【内海賢二 彼が生きた時代:連載第1回】谷山紀章さんインタビュー|声優を名乗る以上は、ボスがそうであったように誰かに目標にしてもらえるような存在になれたら
声を追求し続けた内海賢二という憧れ
ーー現在まで変わらず「賢プロダクション」に所属されていますが、事務所の雰囲気などはいかがでしたか?
谷山:もう25年になりますか。当時は養成所がなかったので、オーディションで見つけてもらったことになるんですけど。
あの頃でも実力のある中堅の事務所ってイメージでした。声優に詳しくなくても、役の名前だったら誰でも知っているような実績のある方が多く所属していましたから。なにより、内海賢二さんと野村道子さんという二枚看板の存在は大きかったですね。
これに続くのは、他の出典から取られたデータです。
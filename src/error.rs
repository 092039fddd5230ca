//! Error types shared by the compiler, the lexicon loader and the extraction pipeline.
//!
//! Only a few conditions are real errors. Empty attribute filters and pruned subtree
//! branches are ordinary outcomes and never surface here.

use thiserror::Error;

#[derive(Error, Debug)]
#[non_exhaustive]
pub enum Error {
    /// A rule line could not be compiled. Loading stops at the first one.
    #[error("pattern syntax error on line {line}: {message}")]
    PatternSyntax { line: usize, message: String },

    /// The clause is not a single rooted, acyclic dependency tree.
    #[error("malformed clause: {0}")]
    MalformedClause(String),

    /// An external collaborator (classifier, coreference, annotator) failed.
    #[error("external service `{service}` unavailable: {message}")]
    ExternalService { service: &'static str, message: String },

    #[error("lexicon file {path}: {message}")]
    Lexicon { path: String, message: String },

    #[error("configuration error: {0}")]
    Config(String),

    #[error("I/O error: {0}")]
    Io(#[from] std::io::Error),

    #[error("JSON error: {0}")]
    Json(#[from] serde_json::Error),
}

pub type Result<T> = std::result::Result<T, Error>;

impl Error {
    pub fn pattern(line: usize, message: impl Into<String>) -> Self {
        Error::PatternSyntax { line, message: message.into() }
    }

    pub fn malformed(message: impl Into<String>) -> Self {
        Error::MalformedClause(message.into())
    }

    pub fn service(service: &'static str, message: impl Into<String>) -> Self {
        Error::ExternalService { service, message: message.into() }
    }

    pub fn lexicon(path: impl Into<String>, message: impl Into<String>) -> Self {
        Error::Lexicon { path: path.into(), message: message.into() }
    }
}

#[cfg(test)]
mod tests {
    use super::*;

    #[test]
    fn pattern_error_mentions_line() {
        let err = Error::pattern(7, "unit count must be 2");
        assert_eq!(err.to_string(), "pattern syntax error on line 7: unit count must be 2");
    }

    #[test]
    fn io_errors_convert() {
        let io = std::io::Error::new(std::io::ErrorKind::NotFound, "missing");
        let err: Error = io.into();
        assert!(matches!(err, Error::Io(_)));
    }
}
所属が決まったときも、両親には「ラオウとしずかちゃんのところだよ」って説明しましたから。
ーー当時、内海賢二さんはどんな印象の方だったのでしょうか?
谷山:僕が賢プロに入った頃のボスってまだ58歳ぐらいだったんですけど、ベンツに乗ってたし、剥げてたし、なんか凄く怖い親父だと思ってましたね……。バリバリに現役でオーラも半端なかったですから。
ただ、ボスはボスで俺のことを目つきの悪い奴が入ってきたと思ってたみたいですけど。あんまり思い出したくないんですけど、あの頃の僕って所謂 黒歴史ってやつでして。オールバックに髭を生やしているというスタイルだったんですよ。宣伝写真もその姿で斜めに構えて写ってたりして。21歳の若造がなにをやっているんだと(笑)。
賢プロってそういう事務所だと思ってたんですよ。ボスがそうだったし、いかにも強面な先輩方が何人もいたし。だから僕もそういう若い衆みたいな感じでいかなきゃいけないんだと勝手に思い込んじゃってたんです。くれぐれも、実際はそんなことないですからね。優しい事務所だったんですけどね。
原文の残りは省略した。